Norbergfestival is a Scandinavian electronic and experimental music festival held in Norberg, Västmanland, Sweden. The festival was started in 1999 by Michael Østerz Christiansen and Dag Celsing. The event attracts people of different ages and most visitors come from Sweden, Denmark, Norway, Finland, UK or Germany

==History==
There are four main stages on the festival, the first of which is Mimer with a staggering reverb of more than 7 seconds; concrete and steel structures are the raw surroundings. Kraftcentralen is the old power plant, where the clubbing and dancing atmosphere is intense. Krossverket hosts more intimate concerts and performance art. 303 is the official underground stage. On top of that, the ReallyOpenStage gives visitors a chance to play either on bought or borrowed machines. Art installations are present in Mimer and around the festival area.

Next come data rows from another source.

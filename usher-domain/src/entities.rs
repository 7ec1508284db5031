//! Domain Entities for Usher
//!
//! Core business entities with lifecycle management.
//! All entities have identity and state transitions.

use crate::value_objects::{DomainError, Price, SeatQuantity};
use chrono::{DateTime, Utc};
use rust_decimal::Decimal;
use serde::{Deserialize, Serialize};
use uuid::Uuid;

// =============================================================================
// Identifiers
// =============================================================================

/// Unique identifier for an Event
pub type EventId = Uuid;

/// Unique identifier for an Order
pub type OrderId = Uuid;

/// Unique identifier for a buyer (or organizer)
pub type BuyerId = Uuid;

// =============================================================================
// Event
// =============================================================================

/// Event is the finite-capacity sellable resource.
///
/// Key concepts:
/// - `available_seats` is bounded: `0 <= available_seats <= total_seats`
/// - Seat counts are only ever mutated inside store transactions
/// - A zero price means the event is free and confirms synchronously
#[derive(Debug, Clone, Serialize, Deserialize)]
pub struct Event {
    pub id: EventId,
    pub name: String,
    pub location: String,
    pub category: EventCategory,
    pub price: Price,

    // Capacity
    pub total_seats: u32,
    pub available_seats: u32,

    // Audit
    pub organizer_id: BuyerId,
    pub created_at: DateTime<Utc>,
}

impl Event {
    /// Create a new event with all seats available
    ///
    /// # Errors
    /// Returns `DomainError::InvalidCapacity` if `total_seats` is 0
    pub fn new(
        name: String,
        location: String,
        category: EventCategory,
        price: Price,
        total_seats: u32,
        organizer_id: BuyerId,
    ) -> Result<Self, DomainError> {
        if total_seats == 0 {
            return Err(DomainError::InvalidCapacity(
                "Event must have at least one seat".to_string(),
            ));
        }

        Ok(Self {
            id: Uuid::now_v7(),
            name,
            location,
            category,
            price,
            total_seats,
            available_seats: total_seats,
            organizer_id,
            created_at: Utc::now(),
        })
    }

    /// Whether this event is free to join
    pub fn is_free(&self) -> bool {
        self.price.is_free()
    }

    /// Whether no seats remain
    pub fn is_sold_out(&self) -> bool {
        self.available_seats == 0
    }

    /// Whether `quantity` seats can still be granted
    pub fn has_capacity(&self, quantity: SeatQuantity) -> bool {
        self.available_seats >= quantity.get()
    }
}

/// Category an event is listed under
#[derive(Debug, Clone, Copy, PartialEq, Eq, Serialize, Deserialize)]
#[serde(rename_all = "lowercase")]
pub enum EventCategory {
    /// Social and entertainment
    Fun,
    /// Sports and fitness
    Sports,
    /// Talks, courses, workshops
    Educational,
    /// Anything else
    Other,
}

impl EventCategory {
    /// Get the name of the category for display/storage
    pub fn name(&self) -> &str {
        match self {
            EventCategory::Fun => "fun",
            EventCategory::Sports => "sports",
            EventCategory::Educational => "educational",
            EventCategory::Other => "other",
        }
    }

    /// Parse a category from its stored label
    ///
    /// # Errors
    /// Returns `DomainError::InvalidCategory` for unknown labels
    pub fn parse(value: &str) -> Result<Self, DomainError> {
        match value {
            "fun" => Ok(EventCategory::Fun),
            "sports" => Ok(EventCategory::Sports),
            "educational" => Ok(EventCategory::Educational),
            "other" => Ok(EventCategory::Other),
            other => Err(DomainError::InvalidCategory(other.to_string())),
        }
    }
}

impl std::fmt::Display for EventCategory {
    fn fmt(&self, f: &mut std::fmt::Formatter<'_>) -> std::fmt::Result {
        write!(f, "{}", self.name())
    }
}

// =============================================================================
// Order
// =============================================================================

/// Order represents a buyer's attempt to acquire seats at an event.
///
/// Created in `Pending` at reserve time. Transitions are one-directional;
/// two paths converging on a terminal state must agree on the result
/// (release vs. manual cancel), which the store transactions enforce.
/// Orders are never deleted.
#[derive(Debug, Clone, Serialize, Deserialize)]
pub struct Order {
    pub id: OrderId,
    pub event_id: EventId,
    pub buyer_id: BuyerId,

    pub quantity: SeatQuantity,
    pub amount: Decimal,
    pub status: OrderStatus,

    /// Gateway checkout session backing this order (priced events only)
    pub checkout_session_id: Option<String>,
    /// Failure reason when status is `Failed`
    pub error: Option<String>,

    // Audit
    pub created_at: DateTime<Utc>,
    pub updated_at: DateTime<Utc>,
}

impl Order {
    /// Create a new pending order
    pub fn pending(
        event_id: EventId,
        buyer_id: BuyerId,
        quantity: SeatQuantity,
        amount: Decimal,
    ) -> Self {
        let now = Utc::now();
        Self {
            id: Uuid::now_v7(),
            event_id,
            buyer_id,
            quantity,
            amount,
            status: OrderStatus::Pending,
            checkout_session_id: None,
            error: None,
            created_at: now,
            updated_at: now,
        }
    }

    /// Whether the hold behind this order has already been returned
    /// (seat credit must not happen a second time)
    pub fn is_closed(&self) -> bool {
        matches!(self.status, OrderStatus::Expired | OrderStatus::Cancelled)
    }

    /// Whether the buyer may still cancel this order
    pub fn is_cancellable(&self) -> bool {
        matches!(self.status, OrderStatus::Pending | OrderStatus::Failed)
    }

    /// Whether payment completed for this order
    pub fn is_settled(&self) -> bool {
        matches!(self.status, OrderStatus::Paid | OrderStatus::Confirmed)
    }
}

/// Order status lifecycle
#[derive(Debug, Clone, Copy, Serialize, Deserialize, PartialEq, Eq)]
#[serde(rename_all = "lowercase")]
pub enum OrderStatus {
    /// Created at reserve time, awaiting payment outcome
    Pending,
    /// Free event, granted synchronously
    Confirmed,
    /// Payment succeeded
    Paid,
    /// Hold released (timeout or reconciliation)
    Expired,
    /// Reserve flow failed after the order was created
    Failed,
    /// Administratively cancelled
    Cancelled,
}

impl OrderStatus {
    /// Get the name of the status for display/storage
    pub fn name(&self) -> &str {
        match self {
            OrderStatus::Pending => "pending",
            OrderStatus::Confirmed => "confirmed",
            OrderStatus::Paid => "paid",
            OrderStatus::Expired => "expired",
            OrderStatus::Failed => "failed",
            OrderStatus::Cancelled => "cancelled",
        }
    }

    /// Parse a status from its stored label
    ///
    /// # Errors
    /// Returns `DomainError::InvalidStatus` for unknown labels
    pub fn parse(value: &str) -> Result<Self, DomainError> {
        match value {
            "pending" => Ok(OrderStatus::Pending),
            "confirmed" => Ok(OrderStatus::Confirmed),
            "paid" => Ok(OrderStatus::Paid),
            "expired" => Ok(OrderStatus::Expired),
            "failed" => Ok(OrderStatus::Failed),
            "cancelled" => Ok(OrderStatus::Cancelled),
            other => Err(DomainError::InvalidStatus(other.to_string())),
        }
    }
}

impl std::fmt::Display for OrderStatus {
    fn fmt(&self, f: &mut std::fmt::Formatter<'_>) -> std::fmt::Result {
        write!(f, "{}", self.name())
    }
}

// =============================================================================
// Attendee
// =============================================================================

/// Attendee is durable proof that a buyer secured a place at an event.
///
/// Keyed by `(event_id, buyer_id)`. Its existence check inside the store
/// transaction is the duplicate-join guard. Created exactly once, either
/// synchronously (free event) or on payment confirmation (priced event).
#[derive(Debug, Clone, Serialize, Deserialize)]
pub struct Attendee {
    pub event_id: EventId,
    pub buyer_id: BuyerId,
    pub email: String,
    pub order_id: Option<OrderId>,
    pub joined_at: DateTime<Utc>,
}

impl Attendee {
    /// Create a new attendee record
    pub fn new(
        event_id: EventId,
        buyer_id: BuyerId,
        email: String,
        order_id: Option<OrderId>,
    ) -> Self {
        Self {
            event_id,
            buyer_id,
            email,
            order_id,
            joined_at: Utc::now(),
        }
    }
}

// =============================================================================
// Idempotency Ledger
// =============================================================================

/// Ledger entry marking an external notification as already processed.
///
/// Written in the same store transaction as the side effect it guards, so
/// at-least-once notification delivery produces at-most-once effects.
#[derive(Debug, Clone, Serialize, Deserialize)]
pub struct LedgerEntry {
    /// External notification identifier (the idempotency key)
    pub notification_id: String,
    /// What the guarded transaction did
    pub effect: NotificationEffect,
    pub order_id: Option<OrderId>,
    pub processed_at: DateTime<Utc>,
}

impl LedgerEntry {
    /// Create a ledger entry recorded at the current instant
    pub fn new(
        notification_id: String,
        effect: NotificationEffect,
        order_id: Option<OrderId>,
    ) -> Self {
        Self {
            notification_id,
            effect,
            order_id,
            processed_at: Utc::now(),
        }
    }
}

/// Side effect a processed notification produced
#[derive(Debug, Clone, Copy, PartialEq, Eq, Serialize, Deserialize)]
#[serde(rename_all = "lowercase")]
pub enum NotificationEffect {
    /// Attendance was finalized (payment succeeded)
    Confirmed,
    /// Seats were returned to the pool (payment failed or expired)
    Released,
}

impl NotificationEffect {
    /// Get the name of the effect for display/storage
    pub fn name(&self) -> &str {
        match self {
            NotificationEffect::Confirmed => "confirmed",
            NotificationEffect::Released => "released",
        }
    }

    /// Parse an effect from its stored label
    ///
    /// # Errors
    /// Returns `DomainError::InvalidStatus` for unknown labels
    pub fn parse(value: &str) -> Result<Self, DomainError> {
        match value {
            "confirmed" => Ok(NotificationEffect::Confirmed),
            "released" => Ok(NotificationEffect::Released),
            other => Err(DomainError::InvalidStatus(other.to_string())),
        }
    }
}

// =============================================================================
// Expiration Job
// =============================================================================

/// Scheduled future check that force-closes an abandoned checkout session.
///
/// Created when a priced reservation opens; the reaper drains due jobs and
/// asks the gateway to expire each referenced session.
#[derive(Debug, Clone, PartialEq, Serialize, Deserialize)]
pub struct ExpirationJob {
    /// Checkout session to force-expire
    pub session_id: String,
    /// When the job becomes due
    pub due_at: DateTime<Utc>,
}

impl ExpirationJob {
    /// Create a job due at `due_at`
    pub fn new(session_id: String, due_at: DateTime<Utc>) -> Self {
        Self { session_id, due_at }
    }

    /// Whether the job is due at `now`
    pub fn is_due(&self, now: DateTime<Utc>) -> bool {
        self.due_at <= now
    }
}

// =============================================================================
// Tests
// =============================================================================

#[cfg(test)]
mod tests {
    use super::*;
    use rust_decimal_macros::dec;

    fn create_test_event(seats: u32, price: Price) -> Event {
        Event::new(
            "Rustconf Afterparty".to_string(),
            "Warehouse 12".to_string(),
            EventCategory::Fun,
            price,
            seats,
            Uuid::now_v7(),
        )
        .unwrap()
    }

    #[test]
    fn test_event_creation() {
        let event = create_test_event(100, Price::new(dec!(25)).unwrap());

        assert_eq!(event.total_seats, 100);
        assert_eq!(event.available_seats, 100);
        assert!(!event.is_free());
        assert!(!event.is_sold_out());
    }

    #[test]
    fn test_event_rejects_zero_capacity() {
        let result = Event::new(
            "Empty".to_string(),
            "Nowhere".to_string(),
            EventCategory::Other,
            Price::zero(),
            0,
            Uuid::now_v7(),
        );
        assert!(result.is_err());
    }

    #[test]
    fn test_event_capacity_checks() {
        let mut event = create_test_event(3, Price::zero());

        assert!(event.has_capacity(SeatQuantity::new(3).unwrap()));
        assert!(!event.has_capacity(SeatQuantity::new(4).unwrap()));

        event.available_seats = 0;
        assert!(event.is_sold_out());
        assert!(!event.has_capacity(SeatQuantity::one()));
    }

    #[test]
    fn test_order_pending_creation() {
        let order = Order::pending(
            Uuid::now_v7(),
            Uuid::now_v7(),
            SeatQuantity::new(2).unwrap(),
            dec!(50),
        );

        assert_eq!(order.status, OrderStatus::Pending);
        assert!(order.checkout_session_id.is_none());
        assert!(order.is_cancellable());
        assert!(!order.is_closed());
        assert!(!order.is_settled());
    }

    #[test]
    fn test_order_status_predicates() {
        let mut order =
            Order::pending(Uuid::now_v7(), Uuid::now_v7(), SeatQuantity::one(), dec!(10));

        order.status = OrderStatus::Expired;
        assert!(order.is_closed());
        assert!(!order.is_cancellable());

        order.status = OrderStatus::Cancelled;
        assert!(order.is_closed());

        order.status = OrderStatus::Paid;
        assert!(order.is_settled());
        assert!(!order.is_closed());

        order.status = OrderStatus::Failed;
        assert!(order.is_cancellable());
    }

    #[test]
    fn test_order_status_labels_round_trip() {
        for status in [
            OrderStatus::Pending,
            OrderStatus::Confirmed,
            OrderStatus::Paid,
            OrderStatus::Expired,
            OrderStatus::Failed,
            OrderStatus::Cancelled,
        ] {
            assert_eq!(OrderStatus::parse(status.name()).unwrap(), status);
        }
        assert!(OrderStatus::parse("refunded").is_err());
    }

    #[test]
    fn test_event_category_labels_round_trip() {
        for category in [
            EventCategory::Fun,
            EventCategory::Sports,
            EventCategory::Educational,
            EventCategory::Other,
        ] {
            assert_eq!(EventCategory::parse(category.name()).unwrap(), category);
        }
        assert!(EventCategory::parse("opera").is_err());
    }

    #[test]
    fn test_expiration_job_due() {
        let now = Utc::now();
        let due = ExpirationJob::new("cs_123".to_string(), now - chrono::Duration::seconds(1));
        let not_due = ExpirationJob::new("cs_456".to_string(), now + chrono::Duration::minutes(10));

        assert!(due.is_due(now));
        assert!(!not_due.is_due(now));
    }
}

Norbergfestival is held inside and around an abandoned mining area. The main concert building, Mimerlaven, was once a pithead frame for the extraction of iron ore. The structure was erected in 1957. Hematite and magnetite from the pits around Norberg were brought into Mimer, crushed and then further processed. The mining business was discontinued in the 1980s.

Every year, around 90 artists perform at Norbergfestival. Music styles include Avantgarde, EAM, Drone, Electronica, 8-bit, Acid, Breakcore, Detroit techno and Dubstep. Notable artists like Pole, Pamelia Kurstin, Luke Vibert, Kid606, Fennesz, B12, Vladislav Delay, Milanese, Pan Sonic, Monolake, Bong-Ra, Skream, Biosphere, DJ Food, Psilodump, Andreas Tilliander, Paul Woolford, Skudge and many more have performed at the festival.

Originally, the festival was run by the Danish-Swedish Norbergfestival association. Since 2012 the festival is being run by the association Anrikningsverket.